## EXERCISE
Could you reproduce the lines below from the one with "texture creation utilities." through the one with "#[allow(unused)]"? Keep both ends and add nothing.

○ ○ ○ ○ ○

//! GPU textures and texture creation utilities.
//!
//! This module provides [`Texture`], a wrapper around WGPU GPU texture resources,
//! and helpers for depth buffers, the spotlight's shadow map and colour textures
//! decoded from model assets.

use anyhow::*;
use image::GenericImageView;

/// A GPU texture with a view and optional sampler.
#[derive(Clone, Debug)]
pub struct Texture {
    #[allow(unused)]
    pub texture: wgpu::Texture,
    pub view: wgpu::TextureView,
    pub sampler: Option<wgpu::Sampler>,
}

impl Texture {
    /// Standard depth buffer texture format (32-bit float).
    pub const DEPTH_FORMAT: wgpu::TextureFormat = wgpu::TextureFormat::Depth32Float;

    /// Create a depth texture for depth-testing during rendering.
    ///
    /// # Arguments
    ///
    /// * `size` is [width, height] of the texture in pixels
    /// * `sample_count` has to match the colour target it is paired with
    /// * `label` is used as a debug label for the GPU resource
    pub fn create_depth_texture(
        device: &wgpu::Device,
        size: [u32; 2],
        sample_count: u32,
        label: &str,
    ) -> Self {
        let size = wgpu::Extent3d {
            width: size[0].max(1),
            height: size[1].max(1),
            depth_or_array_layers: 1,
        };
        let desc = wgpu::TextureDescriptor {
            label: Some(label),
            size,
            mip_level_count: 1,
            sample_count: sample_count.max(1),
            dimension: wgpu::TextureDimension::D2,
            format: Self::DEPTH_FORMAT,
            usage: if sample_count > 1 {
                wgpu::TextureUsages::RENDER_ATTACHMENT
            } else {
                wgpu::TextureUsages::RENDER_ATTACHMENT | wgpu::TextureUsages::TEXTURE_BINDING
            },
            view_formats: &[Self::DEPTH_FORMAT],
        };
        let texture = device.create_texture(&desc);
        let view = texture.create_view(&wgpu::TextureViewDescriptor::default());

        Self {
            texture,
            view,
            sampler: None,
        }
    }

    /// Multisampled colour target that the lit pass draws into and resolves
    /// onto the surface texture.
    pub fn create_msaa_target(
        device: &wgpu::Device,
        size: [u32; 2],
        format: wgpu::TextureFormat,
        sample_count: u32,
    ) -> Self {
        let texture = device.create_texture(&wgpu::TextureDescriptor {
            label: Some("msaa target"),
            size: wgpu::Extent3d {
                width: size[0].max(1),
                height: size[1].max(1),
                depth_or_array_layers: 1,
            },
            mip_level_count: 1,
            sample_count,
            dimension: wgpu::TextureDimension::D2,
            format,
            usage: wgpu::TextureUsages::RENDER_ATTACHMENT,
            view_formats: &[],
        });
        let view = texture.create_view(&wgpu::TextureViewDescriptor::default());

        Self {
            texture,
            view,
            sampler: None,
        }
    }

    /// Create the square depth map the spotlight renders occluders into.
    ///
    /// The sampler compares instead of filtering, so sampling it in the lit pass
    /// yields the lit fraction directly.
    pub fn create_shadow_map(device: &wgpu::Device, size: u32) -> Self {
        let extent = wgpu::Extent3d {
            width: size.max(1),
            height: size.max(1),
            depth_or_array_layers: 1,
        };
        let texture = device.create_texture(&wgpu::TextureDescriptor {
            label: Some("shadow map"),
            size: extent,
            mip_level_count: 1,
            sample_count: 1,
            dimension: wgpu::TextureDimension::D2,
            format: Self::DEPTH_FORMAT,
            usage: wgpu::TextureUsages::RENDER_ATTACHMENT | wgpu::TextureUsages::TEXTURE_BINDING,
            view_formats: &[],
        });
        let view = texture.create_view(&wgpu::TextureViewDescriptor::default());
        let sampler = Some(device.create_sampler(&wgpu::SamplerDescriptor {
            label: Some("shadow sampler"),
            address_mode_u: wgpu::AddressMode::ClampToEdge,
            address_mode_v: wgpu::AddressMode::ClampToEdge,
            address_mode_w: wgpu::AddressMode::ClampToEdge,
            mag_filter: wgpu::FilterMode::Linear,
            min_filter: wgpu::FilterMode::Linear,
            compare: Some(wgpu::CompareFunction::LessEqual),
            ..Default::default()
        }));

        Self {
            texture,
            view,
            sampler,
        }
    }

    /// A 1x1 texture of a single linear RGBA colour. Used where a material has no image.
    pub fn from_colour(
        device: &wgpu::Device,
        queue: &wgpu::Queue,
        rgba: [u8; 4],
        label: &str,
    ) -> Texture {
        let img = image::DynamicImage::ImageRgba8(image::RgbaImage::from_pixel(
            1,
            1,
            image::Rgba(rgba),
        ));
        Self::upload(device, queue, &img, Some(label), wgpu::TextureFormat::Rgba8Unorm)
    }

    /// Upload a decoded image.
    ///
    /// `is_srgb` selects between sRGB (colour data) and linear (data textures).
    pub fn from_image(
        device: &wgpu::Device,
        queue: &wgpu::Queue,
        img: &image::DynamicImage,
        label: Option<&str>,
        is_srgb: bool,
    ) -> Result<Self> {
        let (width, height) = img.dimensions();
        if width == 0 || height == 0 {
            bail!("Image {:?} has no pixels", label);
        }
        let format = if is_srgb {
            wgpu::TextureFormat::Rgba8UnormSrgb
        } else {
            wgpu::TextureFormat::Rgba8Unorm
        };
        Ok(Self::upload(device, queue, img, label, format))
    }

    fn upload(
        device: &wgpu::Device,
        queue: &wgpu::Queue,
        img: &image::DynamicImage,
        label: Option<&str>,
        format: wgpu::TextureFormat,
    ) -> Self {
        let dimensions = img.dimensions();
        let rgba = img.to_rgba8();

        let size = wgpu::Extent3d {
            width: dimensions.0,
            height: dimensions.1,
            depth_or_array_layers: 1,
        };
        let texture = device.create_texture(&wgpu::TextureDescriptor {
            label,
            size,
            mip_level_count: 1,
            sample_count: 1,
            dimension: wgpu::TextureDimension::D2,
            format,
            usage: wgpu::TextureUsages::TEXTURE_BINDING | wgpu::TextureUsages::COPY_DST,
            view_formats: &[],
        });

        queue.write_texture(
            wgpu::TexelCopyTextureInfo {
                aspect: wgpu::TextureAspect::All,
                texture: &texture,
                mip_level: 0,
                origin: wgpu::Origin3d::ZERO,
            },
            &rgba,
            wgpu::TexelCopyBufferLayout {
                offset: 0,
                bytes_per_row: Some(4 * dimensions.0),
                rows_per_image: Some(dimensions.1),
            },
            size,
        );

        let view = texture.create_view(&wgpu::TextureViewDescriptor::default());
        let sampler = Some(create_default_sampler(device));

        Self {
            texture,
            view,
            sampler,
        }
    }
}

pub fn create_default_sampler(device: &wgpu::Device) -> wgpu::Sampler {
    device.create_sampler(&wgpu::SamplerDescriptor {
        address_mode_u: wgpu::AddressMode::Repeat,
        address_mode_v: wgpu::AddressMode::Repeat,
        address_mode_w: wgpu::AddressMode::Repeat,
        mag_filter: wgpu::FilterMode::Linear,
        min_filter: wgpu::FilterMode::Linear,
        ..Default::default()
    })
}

○ ○ ○ ○ ○

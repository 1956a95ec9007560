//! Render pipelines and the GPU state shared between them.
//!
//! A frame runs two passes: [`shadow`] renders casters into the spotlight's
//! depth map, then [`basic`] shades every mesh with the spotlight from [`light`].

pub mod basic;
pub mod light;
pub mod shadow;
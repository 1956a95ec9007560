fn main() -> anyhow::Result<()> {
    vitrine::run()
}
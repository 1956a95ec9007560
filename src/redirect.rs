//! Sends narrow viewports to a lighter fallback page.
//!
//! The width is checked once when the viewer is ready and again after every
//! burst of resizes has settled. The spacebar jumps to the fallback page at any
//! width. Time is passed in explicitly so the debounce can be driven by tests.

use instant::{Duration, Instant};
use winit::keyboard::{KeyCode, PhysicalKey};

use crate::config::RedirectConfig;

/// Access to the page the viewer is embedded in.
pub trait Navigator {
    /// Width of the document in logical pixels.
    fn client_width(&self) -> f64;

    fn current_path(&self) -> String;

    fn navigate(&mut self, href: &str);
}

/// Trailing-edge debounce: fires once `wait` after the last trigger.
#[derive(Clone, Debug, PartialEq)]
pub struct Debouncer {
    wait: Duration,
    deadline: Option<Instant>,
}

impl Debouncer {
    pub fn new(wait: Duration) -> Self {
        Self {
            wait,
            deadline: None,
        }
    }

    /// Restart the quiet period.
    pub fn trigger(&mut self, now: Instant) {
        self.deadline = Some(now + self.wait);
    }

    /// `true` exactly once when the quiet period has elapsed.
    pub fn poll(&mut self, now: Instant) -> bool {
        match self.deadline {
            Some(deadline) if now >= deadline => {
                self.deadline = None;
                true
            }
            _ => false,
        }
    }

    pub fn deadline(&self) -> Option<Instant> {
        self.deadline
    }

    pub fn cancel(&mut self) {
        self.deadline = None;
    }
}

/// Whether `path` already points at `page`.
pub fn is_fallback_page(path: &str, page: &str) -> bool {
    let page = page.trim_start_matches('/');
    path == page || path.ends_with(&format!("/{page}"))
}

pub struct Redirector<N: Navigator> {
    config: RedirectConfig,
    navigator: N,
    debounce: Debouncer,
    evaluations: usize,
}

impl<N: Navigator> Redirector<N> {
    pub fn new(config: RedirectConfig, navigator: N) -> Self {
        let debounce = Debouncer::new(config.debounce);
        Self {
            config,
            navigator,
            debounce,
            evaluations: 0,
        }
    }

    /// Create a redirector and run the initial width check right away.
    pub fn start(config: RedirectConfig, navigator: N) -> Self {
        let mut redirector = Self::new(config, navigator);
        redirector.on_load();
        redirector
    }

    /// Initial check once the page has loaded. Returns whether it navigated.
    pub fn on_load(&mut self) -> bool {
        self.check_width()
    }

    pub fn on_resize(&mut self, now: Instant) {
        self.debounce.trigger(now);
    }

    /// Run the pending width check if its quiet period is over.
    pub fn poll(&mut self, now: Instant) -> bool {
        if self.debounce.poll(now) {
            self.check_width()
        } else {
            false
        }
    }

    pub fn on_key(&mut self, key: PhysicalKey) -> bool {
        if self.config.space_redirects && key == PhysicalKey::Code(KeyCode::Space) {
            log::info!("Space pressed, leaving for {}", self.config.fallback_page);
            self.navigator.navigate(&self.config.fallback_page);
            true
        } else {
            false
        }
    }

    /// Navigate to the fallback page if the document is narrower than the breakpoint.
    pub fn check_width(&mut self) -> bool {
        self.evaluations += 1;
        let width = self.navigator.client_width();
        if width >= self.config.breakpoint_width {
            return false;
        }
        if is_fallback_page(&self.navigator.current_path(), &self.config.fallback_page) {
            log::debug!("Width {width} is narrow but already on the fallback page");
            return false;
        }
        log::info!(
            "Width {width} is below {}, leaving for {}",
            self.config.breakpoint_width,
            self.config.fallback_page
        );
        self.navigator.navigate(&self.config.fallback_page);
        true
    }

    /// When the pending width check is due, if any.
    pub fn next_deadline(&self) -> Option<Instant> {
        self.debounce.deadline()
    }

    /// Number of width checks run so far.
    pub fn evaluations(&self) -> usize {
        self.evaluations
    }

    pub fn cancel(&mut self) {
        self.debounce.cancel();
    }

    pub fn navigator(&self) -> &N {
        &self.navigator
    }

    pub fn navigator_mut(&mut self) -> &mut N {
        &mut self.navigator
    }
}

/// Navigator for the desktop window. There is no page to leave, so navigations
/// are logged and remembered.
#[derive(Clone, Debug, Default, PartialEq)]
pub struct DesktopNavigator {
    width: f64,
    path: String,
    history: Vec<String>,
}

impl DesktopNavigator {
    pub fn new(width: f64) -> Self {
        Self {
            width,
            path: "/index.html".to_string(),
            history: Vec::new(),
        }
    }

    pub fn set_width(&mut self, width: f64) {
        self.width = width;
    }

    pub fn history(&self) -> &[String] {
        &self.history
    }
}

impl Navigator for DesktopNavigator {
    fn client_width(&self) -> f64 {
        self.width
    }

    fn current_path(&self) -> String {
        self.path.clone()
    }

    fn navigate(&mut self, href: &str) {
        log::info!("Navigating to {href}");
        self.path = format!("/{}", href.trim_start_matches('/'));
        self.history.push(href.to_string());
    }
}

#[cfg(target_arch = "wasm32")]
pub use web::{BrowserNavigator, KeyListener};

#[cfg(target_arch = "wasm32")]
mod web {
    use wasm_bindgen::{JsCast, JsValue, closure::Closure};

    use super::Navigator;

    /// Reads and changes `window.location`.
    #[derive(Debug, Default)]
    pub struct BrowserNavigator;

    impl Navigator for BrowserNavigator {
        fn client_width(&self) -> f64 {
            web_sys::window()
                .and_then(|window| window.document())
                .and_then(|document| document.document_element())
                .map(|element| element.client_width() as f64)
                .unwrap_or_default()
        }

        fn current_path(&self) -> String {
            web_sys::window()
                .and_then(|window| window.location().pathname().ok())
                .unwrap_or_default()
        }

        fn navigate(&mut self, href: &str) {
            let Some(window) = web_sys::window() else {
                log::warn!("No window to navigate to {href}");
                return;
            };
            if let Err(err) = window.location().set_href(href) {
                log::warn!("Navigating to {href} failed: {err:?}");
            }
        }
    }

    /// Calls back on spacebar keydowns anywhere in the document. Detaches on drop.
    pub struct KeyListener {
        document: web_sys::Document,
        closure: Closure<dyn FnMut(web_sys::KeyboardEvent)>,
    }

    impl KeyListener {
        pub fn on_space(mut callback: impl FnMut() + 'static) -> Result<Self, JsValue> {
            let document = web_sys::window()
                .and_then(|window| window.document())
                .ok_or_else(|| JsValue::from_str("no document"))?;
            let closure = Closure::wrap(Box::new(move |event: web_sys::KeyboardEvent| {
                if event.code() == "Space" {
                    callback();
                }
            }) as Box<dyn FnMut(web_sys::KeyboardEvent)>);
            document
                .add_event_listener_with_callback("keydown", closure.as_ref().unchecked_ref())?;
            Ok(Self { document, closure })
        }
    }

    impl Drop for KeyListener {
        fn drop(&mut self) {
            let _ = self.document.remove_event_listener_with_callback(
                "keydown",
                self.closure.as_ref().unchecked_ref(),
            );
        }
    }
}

○ ○ ○ ○ ○

## RESPONSE TO THIS EXERCISE
//! GPU textures and texture creation utilities.
//!
//! This module provides [`Texture`], a wrapper around WGPU GPU texture resources,
//! and helpers for depth buffers, the spotlight's shadow map and colour textures
//! decoded from model assets.

use anyhow::*;
use image::GenericImageView;

/// A GPU texture with a view and optional sampler.
#[derive(Clone, Debug)]
pub struct Texture {
    #[allow(unused)]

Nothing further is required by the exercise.